#### What to work on:
Looking at the data below, how many lines include the word "ageMs"? Respond with the number only.
** Dataset excerpts follows **
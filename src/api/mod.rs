// ==========================================
// 辅导排课系统 - API 层
// ==========================================
// 职责: 面向调用方 (UI/应用层) 的业务接口
// 组成: 推荐服务 (只读) + 指派事务管理器 (读写)
// ==========================================

pub mod assignment_api;
pub mod error;
pub mod recommend_api;

// 重导出核心接口
pub use assignment_api::{AssignmentApi, AssignmentRecord};
pub use error::{ApiError, ApiResult};
pub use recommend_api::{Candidate, RecommendApi, RecommendationResult};
// ==========================================
// SlotRepository - 时段仓储
// ==========================================
// 红线: Repository 不做业务逻辑, 只做数据映射
// 范围: slot / slot_seat 两表; 读取时座位连带学生 NG 名单
// ==========================================

use crate::domain::{Slot, SlotSeat};
use crate::repository::error::{RepositoryError, RepositoryResult};
use rusqlite::{params, Connection, OptionalExtension};
use std::sync::{Arc, Mutex};

pub struct SlotRepository {
    conn: Arc<Mutex<Connection>>,
}

impl SlotRepository {
    /// 创建新的时段仓储
    pub fn new(conn: Arc<Mutex<Connection>>) -> Self {
        Self { conn }
    }

    fn get_conn(&self) -> RepositoryResult<std::sync::MutexGuard<Connection>> {
        self.conn
            .lock()
            .map_err(|e| RepositoryError::LockError(e.to_string()))
    }

    /// 创建时段
    pub fn insert(&self, slot_id: &str) -> RepositoryResult<()> {
        let conn = self.get_conn()?;
        conn.execute("INSERT INTO slot (slot_id) VALUES (?1)", params![slot_id])?;
        Ok(())
    }

    /// 学生落座 (座位数上限=2 由管理端校验, 此处只做映射)
    pub fn seat_student(
        &self,
        slot_id: &str,
        student_id: &str,
        subject: &str,
        grade: i32,
    ) -> RepositoryResult<()> {
        let conn = self.get_conn()?;
        conn.execute(
            "INSERT INTO slot_seat (slot_id, student_id, subject, grade) VALUES (?, ?, ?, ?)",
            params![slot_id, student_id, subject, grade],
        )?;
        Ok(())
    }

    /// 时段是否存在
    pub fn exists(&self, slot_id: &str) -> RepositoryResult<bool> {
        let conn = self.get_conn()?;
        Ok(Self::exists_tx(&conn, slot_id)?)
    }

    /// 时段是否存在 (事务内版本)
    pub fn exists_tx(conn: &Connection, slot_id: &str) -> rusqlite::Result<bool> {
        let found: Option<bool> = conn
            .query_row(
                "SELECT 1 FROM slot WHERE slot_id = ?1",
                params![slot_id],
                |_row| Ok(true),
            )
            .optional()?;
        Ok(found.unwrap_or(false))
    }

    /// 查询时段 (含座位与每位学生的 NG 名单)
    pub fn find_by_id(&self, slot_id: &str) -> RepositoryResult<Option<Slot>> {
        let conn = self.get_conn()?;

        if !Self::exists_tx(&conn, slot_id)? {
            return Ok(None);
        }

        let mut seat_stmt = conn.prepare(
            "SELECT student_id, subject, grade FROM slot_seat WHERE slot_id = ?1 ORDER BY student_id",
        )?;
        let mut seats: Vec<SlotSeat> = seat_stmt
            .query_map(params![slot_id], |row| {
                Ok(SlotSeat {
                    student_id: row.get(0)?,
                    subject: row.get(1)?,
                    grade: row.get(2)?,
                    ng_teacher_ids: vec![],
                })
            })?
            .collect::<rusqlite::Result<_>>()?;

        let mut ng_stmt = conn.prepare(
            "SELECT teacher_id FROM student_ng_teacher WHERE student_id = ?1 ORDER BY teacher_id",
        )?;
        for seat in &mut seats {
            seat.ng_teacher_ids = ng_stmt
                .query_map(params![seat.student_id], |row| row.get(0))?
                .collect::<rusqlite::Result<_>>()?;
        }

        Ok(Some(Slot {
            slot_id: slot_id.to_string(),
            seats,
        }))
    }
}

#[cfg(test)]
mod tests {
    use super::*;

    fn setup_test_db() -> Arc<Mutex<Connection>> {
        let conn = Connection::open_in_memory().unwrap();
        crate::db::configure_sqlite_connection(&conn).unwrap();
        crate::db::init_schema(&conn).unwrap();
        conn.execute_batch(
            r#"
            INSERT INTO teacher (teacher_id, name, cap_week_slots, cap_students) VALUES ('T1', '教师一', 10, 5);
            INSERT INTO student (student_id, name, grade) VALUES ('S1', '学生一', 7);
            INSERT INTO student (student_id, name, grade) VALUES ('S2', '学生二', 9);
            INSERT INTO student_ng_teacher (student_id, teacher_id) VALUES ('S2', 'T1');
            "#,
        )
        .unwrap();
        Arc::new(Mutex::new(conn))
    }

    #[test]
    fn test_insert_and_exists() {
        let conn = setup_test_db();
        let repo = SlotRepository::new(conn);

        repo.insert("MON-0").unwrap();
        assert!(repo.exists("MON-0").unwrap());
        assert!(!repo.exists("TUE-3").unwrap());
    }

    #[test]
    fn test_find_by_id_empty_slot() {
        let conn = setup_test_db();
        let repo = SlotRepository::new(conn);

        repo.insert("MON-0").unwrap();
        let slot = repo.find_by_id("MON-0").unwrap().unwrap();
        assert_eq!(slot.seat_count(), 0);
    }

    #[test]
    fn test_find_by_id_with_seats_and_ng() {
        let conn = setup_test_db();
        let repo = SlotRepository::new(conn);

        repo.insert("MON-0").unwrap();
        repo.seat_student("MON-0", "S1", "English", 7).unwrap();
        repo.seat_student("MON-0", "S2", "English", 9).unwrap();

        let slot = repo.find_by_id("MON-0").unwrap().unwrap();
        assert!(slot.is_pair_slot());
        assert_eq!(slot.grade_span(), 2);
        assert_eq!(slot.seats[1].student_id, "S2");
        assert_eq!(slot.seats[1].ng_teacher_ids, vec!["T1"]);
    }

    #[test]
    fn test_find_missing_returns_none() {
        let conn = setup_test_db();
        let repo = SlotRepository::new(conn);
        assert!(repo.find_by_id("ghost").unwrap().is_none());
    }
}
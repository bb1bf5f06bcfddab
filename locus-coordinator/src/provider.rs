//! Provider adapter: the seam between the coordinator and the platform
//! location service.
//!
//! A [`LocationProvider`] issues commands synchronously and reports results
//! through a single [`ProviderEvent`] channel shared by every consumer. The
//! coordinator owns the receiving end and is the only reader.

use tokio::sync::mpsc;

use locus_core::{DesiredAccuracy, Location, PermissionLevel};

/// Everything the provider can tell the coordinator asynchronously.
#[derive(Debug, Clone, PartialEq)]
pub enum ProviderEvent {
    /// A batch of fixes, oldest first.
    LocationUpdate(Vec<Location>),
    /// The provider failed to produce a fix.
    Failure(String),
    /// Authorization changed; carries the raw platform status code.
    AuthorizationChanged(i32),
}

pub type ProviderEventSender = mpsc::UnboundedSender<ProviderEvent>;
pub type ProviderEventReceiver = mpsc::UnboundedReceiver<ProviderEvent>;

/// Create the channel a provider uses to report events.
pub fn event_channel() -> (ProviderEventSender, ProviderEventReceiver) {
    mpsc::unbounded_channel()
}

/// Platform location service.
///
/// Implementations hold a handle and nothing else: every decision about when
/// to start, stop or reconfigure lives in the coordinator.
pub trait LocationProvider: Send + Sync + 'static {
    /// Whether location services are switched on device-wide.
    fn location_services_enabled(&self) -> bool;

    /// Raw authorization status code (platform order `0..=4`).
    fn authorization_status(&self) -> i32;

    /// Raw accuracy authorization, or `None` on platforms without a
    /// reduced-accuracy mode.
    fn accuracy_authorization(&self) -> Option<i32>;

    /// Most recent fix the platform has cached, if any.
    fn last_known_location(&self) -> Option<Location>;

    fn set_desired_accuracy(&self, accuracy: DesiredAccuracy);

    /// Minimum movement in metres between reported fixes.
    fn set_distance_filter(&self, meters: f64);

    /// Start continuous updates. Results arrive as [`ProviderEvent`]s.
    fn start_updates(&self);

    fn stop_updates(&self);

    /// Show the platform permission prompt for `level`. The outcome arrives
    /// as [`ProviderEvent::AuthorizationChanged`].
    fn request_authorization(&self, level: PermissionLevel);
}
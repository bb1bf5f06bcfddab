//! Scripted sessions against the simulated provider.
//!
//! A scenario describes the provider's initial state and a sequence of
//! steps: consumer invocations interleaved with provider events and waits.
//! [`replay`] runs it on a fresh coordinator and returns every reply in the
//! order the coordinator produced them.
//!
//! ```yaml
//! initial:
//!   authorization: AuthorizedWhenInUse
//! steps:
//!   - step: invoke
//!     callbackId: w1
//!     action: watchLocation
//!   - step: location
//!     latitude: 51.5
//!     longitude: -0.12
//!   - step: wait
//!     ms: 200
//! ```

use std::path::Path;
use std::sync::Arc;
use std::time::Duration;

use serde::Deserialize;
use serde_json::Value;

use locus_core::{AccuracyLevel, AuthorizationStatus, CallbackId, Location, Settings};

use crate::coordinator::CoordinatorSnapshot;
use crate::error::{io_err, CoordinatorError};
use crate::protocol::{dispatch, Invocation};
use crate::provider::event_channel;
use crate::reply::{reply_channel, Reply};
use crate::runtime::{join, spawn};
use crate::simulated::{fix, SimulatedProvider};

#[derive(Debug, Clone, Deserialize)]
#[serde(rename_all = "camelCase")]
pub struct Scenario {
    #[serde(default)]
    pub initial: InitialState,
    #[serde(default)]
    pub steps: Vec<Step>,
}

#[derive(Debug, Clone, Deserialize)]
#[serde(rename_all = "camelCase")]
pub struct InitialState {
    #[serde(default = "enabled_default")]
    pub enabled: bool,
    #[serde(default = "authorization_default")]
    pub authorization: AuthorizationStatus,
    #[serde(default = "accuracy_default")]
    pub accuracy: AccuracyLevel,
    /// Fix the platform already holds when the session starts.
    #[serde(default)]
    pub last_known: Option<Fix>,
}

impl Default for InitialState {
    fn default() -> Self {
        Self {
            enabled: enabled_default(),
            authorization: authorization_default(),
            accuracy: accuracy_default(),
            last_known: None,
        }
    }
}

fn enabled_default() -> bool {
    true
}

fn authorization_default() -> AuthorizationStatus {
    AuthorizationStatus::AuthorizedWhenInUse
}

fn accuracy_default() -> AccuracyLevel {
    AccuracyLevel::Precise
}

/// A fix relative to the moment the step runs.
#[derive(Debug, Clone, Deserialize)]
#[serde(rename_all = "camelCase")]
pub struct Fix {
    pub latitude: f64,
    pub longitude: f64,
    #[serde(default = "fix_accuracy_default")]
    pub accuracy: f64,
    #[serde(default)]
    pub altitude: f64,
    /// How old the fix is, in milliseconds.
    #[serde(default)]
    pub age_ms: u64,
}

fn fix_accuracy_default() -> f64 {
    5.0
}

impl Fix {
    fn to_location(&self) -> Location {
        let mut location = fix(
            self.latitude,
            self.longitude,
            Duration::from_millis(self.age_ms),
        );
        location.accuracy = self.accuracy;
        location.altitude = self.altitude;
        location
    }
}

#[derive(Debug, Clone, Deserialize)]
#[serde(tag = "step", rename_all = "camelCase")]
pub enum Step {
    /// A consumer invocation.
    #[serde(rename_all = "camelCase")]
    Invoke {
        callback_id: CallbackId,
        action: String,
        #[serde(default)]
        args: Vec<Value>,
    },
    /// The provider reports a fix.
    Location(Fix),
    /// The provider reports a failure.
    Failure { message: String },
    /// Authorization changes, as after the user answers a prompt.
    Authorize { status: AuthorizationStatus },
    /// Replace the platform's cached fix without emitting an event.
    CacheLocation(Fix),
    /// Let time pass so timeouts can fire.
    Wait { ms: u64 },
    /// The host session ends.
    EndSession,
}

/// Replies plus the coordinator's final state.
#[derive(Debug, Clone)]
pub struct ReplayOutcome {
    pub replies: Vec<Reply>,
    pub final_state: CoordinatorSnapshot,
}

pub fn load(path: &Path) -> Result<Scenario, CoordinatorError> {
    let contents = std::fs::read_to_string(path).map_err(|e| io_err(path, e))?;
    parse(&contents).map_err(|source| CoordinatorError::Scenario {
        path: path.to_path_buf(),
        source,
    })
}

pub fn parse(contents: &str) -> Result<Scenario, serde_yaml::Error> {
    serde_yaml::from_str(contents)
}

/// Run `scenario` on a fresh coordinator over a [`SimulatedProvider`].
pub async fn replay(
    scenario: &Scenario,
    settings: &Settings,
) -> Result<ReplayOutcome, CoordinatorError> {
    let (events_tx, events_rx) = event_channel();
    let initial = &scenario.initial;
    let provider = Arc::new(
        SimulatedProvider::new(events_tx)
            .with_enabled(initial.enabled)
            .with_authorization(initial.authorization)
            .with_accuracy(initial.accuracy),
    );
    provider.set_last_known(initial.last_known.as_ref().map(Fix::to_location));

    let (handle, task) = spawn(provider.clone(), events_rx, settings);
    let (sink, mut replies_rx) = reply_channel();

    for (index, step) in scenario.steps.iter().enumerate() {
        tracing::debug!(index, ?step, "replaying step");
        match step {
            Step::Invoke {
                callback_id,
                action,
                args,
            } => {
                let invocation = Invocation::new(callback_id.clone(), action.clone(), args.clone());
                dispatch(&handle, invocation, &sink).await?;
            }
            Step::Location(fix) => provider.emit_location(fix.to_location()),
            Step::Failure { message } => provider.emit_failure(message.clone()),
            Step::Authorize { status } => provider.change_authorization(*status),
            Step::CacheLocation(fix) => provider.set_last_known(Some(fix.to_location())),
            Step::Wait { ms } => tokio::time::sleep(Duration::from_millis(*ms)).await,
            Step::EndSession => handle.end_session().await?,
        }
        handle.snapshot().await?;
    }

    let final_state = handle.snapshot().await?;
    handle.shutdown();
    join(task).await?;
    drop(sink);

    let mut replies = Vec::new();
    while let Some(reply) = replies_rx.recv().await {
        replies.push(reply);
    }
    Ok(ReplayOutcome {
        replies,
        final_state,
    })
}

#[cfg(test)]
mod tests {
    use super::*;

    #[test]
    fn parses_every_step_kind() {
        let scenario = parse(
            r#"
initial:
  authorization: NotDetermined
  accuracy: Coarse
  lastKnown: { latitude: 1.0, longitude: 2.0, ageMs: 5000 }
steps:
  - step: invoke
    callbackId: p1
    action: requestPermission
    args: [whenInUse]
  - step: authorize
    status: AuthorizedWhenInUse
  - step: location
    latitude: 3.0
    longitude: 4.0
  - step: failure
    message: no signal
  - step: cacheLocation
    latitude: 5.0
    longitude: 6.0
    ageMs: 100
  - step: wait
    ms: 10
  - step: endSession
"#,
        )
        .expect("parse");

        assert_eq!(scenario.initial.authorization, AuthorizationStatus::NotDetermined);
        assert_eq!(scenario.initial.accuracy, AccuracyLevel::Coarse);
        assert!(scenario.initial.enabled);
        assert_eq!(scenario.steps.len(), 7);
        assert!(matches!(scenario.steps[6], Step::EndSession));
    }

    #[test]
    fn unknown_step_is_a_parse_error() {
        assert!(parse("steps:\n  - step: teleport\n").is_err());
    }

    #[test]
    fn load_reports_the_failing_path() {
        let dir = tempfile::TempDir::new().expect("tempdir");
        let good = dir.path().join("ok.yaml");
        std::fs::write(&good, "steps:\n  - step: endSession\n").expect("write");
        assert_eq!(load(&good).expect("load").steps.len(), 1);

        let bad = dir.path().join("bad.yaml");
        std::fs::write(&bad, "steps: [ {step: 12").expect("write");
        let err = load(&bad).unwrap_err();
        assert!(matches!(err, CoordinatorError::Scenario { .. }));
        assert!(err.to_string().contains("bad.yaml"));

        let missing = load(&dir.path().join("missing.yaml")).unwrap_err();
        assert!(matches!(missing, CoordinatorError::Io { .. }));
    }

    #[tokio::test(start_paused = true, flavor = "current_thread")]
    async fn replay_collects_replies_in_order() {
        let scenario = parse(
            r#"
steps:
  - step: invoke
    callbackId: w1
    action: watchLocation
    args: [w]
  - step: invoke
    callbackId: c1
    action: getCurrentPosition
    args: [{ timeout: 100 }]
  - step: location
    latitude: 1.0
    longitude: 2.0
  - step: invoke
    callbackId: x1
    action: clearWatch
    args: [w]
"#,
        )
        .expect("parse");

        let outcome = replay(&scenario, &Settings::default()).await.expect("replay");
        let ids: Vec<&str> = outcome
            .replies
            .iter()
            .map(|r| r.callback_id.0.as_str())
            .collect();
        assert_eq!(ids, vec!["w1", "w1", "c1", "x1"]);
        assert!(!outcome.final_state.stream_running);
        assert!(outcome.final_state.watch_ids.is_empty());
    }

    #[tokio::test]
    async fn replay_with_services_disabled_reports_location_errors() {
        let scenario = parse(
            r#"
initial:
  enabled: false
steps:
  - step: invoke
    callbackId: w1
    action: watchLocation
    args: [w]
  - step: invoke
    callbackId: c1
    action: getCurrentPosition
    args: [{ timeout: 0 }]
"#,
        )
        .expect("parse");

        let outcome = replay(&scenario, &Settings::default()).await.expect("replay");
        let seen: Vec<(&str, Option<&str>)> = outcome
            .replies
            .iter()
            .map(|r| (r.callback_id.0.as_str(), r.error_code()))
            .collect();
        assert_eq!(
            seen,
            vec![
                ("w1", None),
                ("w1", Some("LOCATION_ERROR")),
                ("c1", Some("LOCATION_ERROR")),
            ]
        );
        assert_eq!(outcome.final_state.watch_ids.len(), 1);
        assert!(!outcome.final_state.current_position_pending);
    }
}
//! Error types for locus-core.

use std::path::PathBuf;

use serde::{Deserialize, Serialize};
use thiserror::Error;

/// Failures reported to the consumer that issued a request.
///
/// These never abort the process; the coordinator turns them into an
/// [`ErrorPayload`] and delivers it to the request's reply target.
#[derive(Debug, Clone, PartialEq, Eq, Error)]
pub enum LocationError {
    /// Authorization is missing, denied or restricted.
    #[error("{0}")]
    PermissionDenied(String),

    /// `clearWatch` named an id with no active subscription.
    #[error("no active watch with id '{0}'")]
    InvalidWatchId(String),

    /// Malformed request payload.
    #[error("invalid arguments: {0}")]
    InvalidArguments(String),

    /// A request of the same kind is already pending.
    #[error("{0}")]
    Busy(String),

    /// The one-shot request exceeded its deadline.
    #[error("timed out after {0} ms waiting for a location")]
    Timeout(u128),

    /// The provider reported an error; the message is passed through.
    #[error("{0}")]
    ProviderFailure(String),

    /// The provider reported a state this build cannot interpret.
    #[error("{0}")]
    Unknown(String),
}

impl LocationError {
    /// Stable wire code for this error.
    pub fn code(&self) -> &'static str {
        match self {
            Self::PermissionDenied(_) => "PERMISSION_DENIED",
            Self::InvalidWatchId(_) => "INVALID_WATCH_ID",
            Self::InvalidArguments(_) => "INVALID_OPTIONS",
            Self::Busy(_) => "BUSY",
            Self::Timeout(_) => "TIMEOUT",
            Self::ProviderFailure(_) => "LOCATION_ERROR",
            Self::Unknown(_) => "UNKNOWN",
        }
    }

    pub fn to_payload(&self) -> ErrorPayload {
        ErrorPayload {
            error_code: self.code().to_string(),
            error_message: self.to_string(),
        }
    }
}

/// Structured error body; errors are never delivered as bare strings.
#[derive(Debug, Clone, PartialEq, Eq, Serialize, Deserialize)]
#[serde(rename_all = "camelCase")]
pub struct ErrorPayload {
    pub error_code: String,
    pub error_message: String,
}

impl From<LocationError> for ErrorPayload {
    fn from(err: LocationError) -> Self {
        err.to_payload()
    }
}

/// Errors from loading or saving [`crate::settings::Settings`].
#[derive(Debug, Error)]
pub enum SettingsError {
    #[error("I/O error at {path}: {source}")]
    Io {
        path: PathBuf,
        #[source]
        source: std::io::Error,
    },

    /// YAML serialization error (save path).
    #[error("YAML serialization error: {0}")]
    Yaml(#[from] serde_yaml::Error),

    /// Parse error on load, with the offending file.
    #[error("failed to parse settings at {path}: {source}")]
    Parse {
        path: PathBuf,
        #[source]
        source: serde_yaml::Error,
    },

    /// `dirs::home_dir()` returned `None`.
    #[error("cannot determine home directory; set $HOME or equivalent")]
    HomeNotFound,
}

pub(crate) fn io_err(path: impl Into<PathBuf>, source: std::io::Error) -> SettingsError {
    SettingsError::Io {
        path: path.into(),
        source,
    }
}
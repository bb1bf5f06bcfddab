//! Timeout supervisor for the pending one-shot request.
//!
//! Expiry is not acted on here. The sleeping task only posts its token back
//! to the coordinator, which resolves the request if and only if the token
//! still belongs to the pending request. Aborting the task on disarm is an
//! optimisation; a token that no longer matches is ignored either way.

use std::time::Duration;

use tokio::sync::mpsc;
use tokio::task::JoinHandle;
use tokio::time::Instant;

/// Identifies one arming of the timer.
#[derive(Debug, Clone, Copy, PartialEq, Eq, Hash)]
pub struct TimerToken(u64);

pub type TimerSender = mpsc::UnboundedSender<TimerToken>;
pub type TimerReceiver = mpsc::UnboundedReceiver<TimerToken>;

pub fn timer_channel() -> (TimerSender, TimerReceiver) {
    mpsc::unbounded_channel()
}

#[derive(Debug)]
struct ArmedTimer {
    token: TimerToken,
    task: JoinHandle<()>,
}

/// Holds at most one armed timer.
#[derive(Debug)]
pub struct TimeoutSupervisor {
    next: u64,
    armed: Option<ArmedTimer>,
    fired: TimerSender,
}

impl TimeoutSupervisor {
    pub fn new(fired: TimerSender) -> Self {
        Self {
            next: 0,
            armed: None,
            fired,
        }
    }

    /// Arm a fresh timer, replacing any armed one. Must run inside a tokio
    /// runtime.
    pub fn arm(&mut self, after: Duration) -> TimerToken {
        self.disarm_any();
        self.next += 1;
        let token = TimerToken(self.next);
        let fired = self.fired.clone();
        let deadline = Instant::now() + after;
        let task = tokio::spawn(async move {
            tokio::time::sleep_until(deadline).await;
            let _ = fired.send(token);
        });
        tracing::debug!(token = token.0, after_ms = after.as_millis(), "timeout armed");
        self.armed = Some(ArmedTimer { token, task });
        token
    }

    /// Disarm `token` if it is the armed timer.
    pub fn disarm(&mut self, token: TimerToken) {
        if self.armed.as_ref().map(|a| a.token) == Some(token) {
            self.disarm_any();
        }
    }

    pub fn disarm_any(&mut self) {
        if let Some(armed) = self.armed.take() {
            armed.task.abort();
            tracing::debug!(token = armed.token.0, "timeout disarmed");
        }
    }

    /// Forget the armed timer after it fired. The task has already finished.
    pub fn fired(&mut self, token: TimerToken) {
        if self.armed.as_ref().map(|a| a.token) == Some(token) {
            self.armed = None;
        }
    }

    pub fn is_armed(&self) -> bool {
        self.armed.is_some()
    }
}

impl Drop for TimeoutSupervisor {
    fn drop(&mut self) {
        self.disarm_any();
    }
}
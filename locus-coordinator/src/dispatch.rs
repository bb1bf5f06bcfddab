//! Result dispatch: fan a provider outcome out to every interested target.

use locus_core::{CallbackId, Location, LocationError};

use crate::registry::SubscriptionRegistry;
use crate::reply::ReplyBody;
use crate::timeout::TimerToken;

/// The one-shot request a fan-out answered.
#[derive(Debug, Clone, PartialEq, Eq)]
pub struct ResolvedOneShot {
    pub callback_id: CallbackId,
    /// Its armed timer, which the caller must disarm.
    pub timer: Option<TimerToken>,
}

/// What a single fan-out reached.
#[derive(Debug, Clone, PartialEq, Eq)]
pub struct Delivery {
    pub watches: usize,
    pub one_shot: Option<ResolvedOneShot>,
}

pub fn location_body(location: &Location) -> ReplyBody {
    ReplyBody::Location(location.to_payload())
}

/// Non-terminal to every watch, then terminal to the pending one-shot, which
/// is cleared.
///
/// Watches are never removed here: a failure is just another event for them.
pub fn fan_out(
    registry: &mut SubscriptionRegistry,
    outcome: Result<ReplyBody, LocationError>,
) -> Delivery {
    let mut watches = 0;
    for target in registry.watches() {
        target.send_open(outcome.clone());
        watches += 1;
    }

    let one_shot = registry.take_current().map(|pending| {
        let resolved = ResolvedOneShot {
            callback_id: pending.target.callback_id().clone(),
            timer: pending.timer,
        };
        pending.target.send_terminal(outcome);
        resolved
    });

    Delivery { watches, one_shot }
}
** End of Dataset excerpts **
#### Task solution:
2